Icodextrin is metabolized by alpha-amylase into oligosaccharides with a lower degree of polymerization (DP), including maltose (DP2), maltotriose (DP3), maltotetraose (DP4), and higher molecular weight species. In a single dose study, DP2, DP3 and DP4 showed a progressive rise in plasma concentrations with a profile similar to that for total icodextrin, with peak values reached by the end of the dwell and declining thereafter. Only very small increases in blood levels of larger polymers were observed. Steady-state plasma levels of icodextrin metabolites were achieved within one week and stable plasma levels were observed during long-term administration.

Some degree of metabolism of icodextrin occurs intraperitoneally with a progressive rise in the concentration of the smaller polymers in the dialysate during the 12-hour dwell.

Elimination

Icodextrin undergoes renal elimination in direct proportion to the level of residual renal function. Diffusion of the smaller icodextrin metabolites from plasma into the peritoneal cavity is also possible after systemic absorption and metabolism of icodextrin.

Special Populations

Geriatrics

The influence of age on the pharmacokinetics of icodextrin and its metabolites was not assessed.

Gender and Race

The influence of gender and race on the pharmacokinetics of icodextrin and its metabolites was not assessed.

Clinical Studies

EXTRANEAL has demonstrated efficacy as a peritoneal dialysis solution in clinical trials of approximately 480 patients studied with end-stage renal disease (ESRD).

Ultrafiltration, Urea and Creatinine Clearance

In the active-controlled trials of one to six months in duration, described below, EXTRANEAL used once-daily for the long dwell in either continuous ambulatory peritoneal dialysis (CAPD) or automated peritoneal dialysis (APD) therapy resulted in higher net ultrafiltration than 1.5% and 2.5% dextrose solutions, and higher creatinine and urea nitrogen clearances than 2.5% dextrose. Net ultrafiltration was similar to 4.25% dextrose across all patients in these studies. Effects were generally similar in CAPD and APD.
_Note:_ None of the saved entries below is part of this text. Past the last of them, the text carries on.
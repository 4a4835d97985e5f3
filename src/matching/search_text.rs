//! Search-text construction for products and line-item queries, plus the
//! token scoring used by the degraded (embedding-less) path.

use crate::models::{ItemAttributes, LineItem, Product};

/// The text a product is embedded under: code, name and key attributes
/// in one line.
pub fn product_search_text(product: &Product) -> String {
    let mut parts = Vec::with_capacity(2);
    if let Some(code) = product.trimmed_code() {
        parts.push(code.to_string());
    }
    parts.push(product.name.trim().to_string());
    parts.join(" ")
}

/// The query text for a line item: `raw_code || raw_name || attributes`.
pub fn query_search_text(item: &LineItem) -> String {
    let mut parts = Vec::with_capacity(3);
    if let Some(code) = &item.raw_code {
        parts.push(code.trim().to_string());
    }
    parts.push(item.raw_name.trim().to_string());
    let attrs = attributes_text(&item.attributes);
    if !attrs.is_empty() {
        parts.push(attrs);
    }
    parts.retain(|p| !p.is_empty());
    parts.join(" ")
}

/// Attribute string in a stable order.
pub fn attributes_text(attrs: &ItemAttributes) -> String {
    let mut parts = Vec::new();
    if let Some(brand) = &attrs.brand {
        parts.push(brand.clone());
    }
    if let Some(line) = &attrs.product_line {
        parts.push(line.clone());
    }
    if let Some(machine) = &attrs.machine_type {
        parts.push(machine.clone());
    }
    if let Some(w) = attrs.width_mm {
        parts.push(format!("{w} mm x"));
    }
    if let Some(t) = attrs.thickness_mm {
        parts.push(format!("Stärke {t}"));
    }
    if let Some(l) = attrs.length_m {
        parts.push(format!("{l} m"));
    }
    if let Some(color) = &attrs.color {
        parts.push(color.clone());
    }
    parts.join(" ")
}

/// Jaccard similarity over lowercased word tokens. Used when semantic
/// retrieval is unavailable.
pub fn token_similarity(a: &str, b: &str) -> f32 {
    let ta = token_set(a);
    let tb = token_set(b);
    if ta.is_empty() || tb.is_empty() {
        return 0.0;
    }
    let intersection = ta.intersection(&tb).count();
    let union = ta.union(&tb).count();
    intersection as f32 / union as f32
}

fn token_set(text: &str) -> std::collections::HashSet<String> {
    text.split(|c: char| !c.is_alphanumeric() && c != '-')
        .map(|t| t.trim_matches('-').to_lowercase())
        .filter(|t| t.len() >= 2)
        .collect()
}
In an additional randomized, multicenter, active-controlled two-week study in high average/high transporter APD patients, EXTRANEAL used once daily for the long dwell produced higher net ultrafiltration compared to 4.25% dextrose. Mean creatinine and urea nitrogen clearances were also greater with EXTRANEAL and ultrafiltration efficiency was improved.

In 175 CAPD patients randomized to EXTRANEAL (N=90) or 2.5% dextrose solution (N=85) for the 8-15 hour overnight dwell for one month, mean net ultrafiltration for the overnight dwell was significantly greater in the EXTRANEAL group at weeks 2 and 4 (Figure 1). Mean creatinine and urea nitrogen clearances were also greater with EXTRANEAL (Figure 2).

Figure 1 - Mean Net Ultrafiltration for the Overnight Dwell

Figure 2 - Mean Creatinine and Urea Nitrogen Clearance for the Overnight Dwell

In another study of 39 APD patients randomized to EXTRANEAL or 2.5% dextrose solution for the long, daytime dwell (10-17 hours) for three months, the net ultrafiltration reported during the treatment period was (mean± SD) 278 ± 192 mL for the EXTRANEAL group and –138 ± 352 mL for the dextrose group (p<0.001). Mean creatinine and urea nitrogen clearances were significantly greater for EXTRANEAL than 2.5% dextrose at weeks 6 and 12 (p<0.001).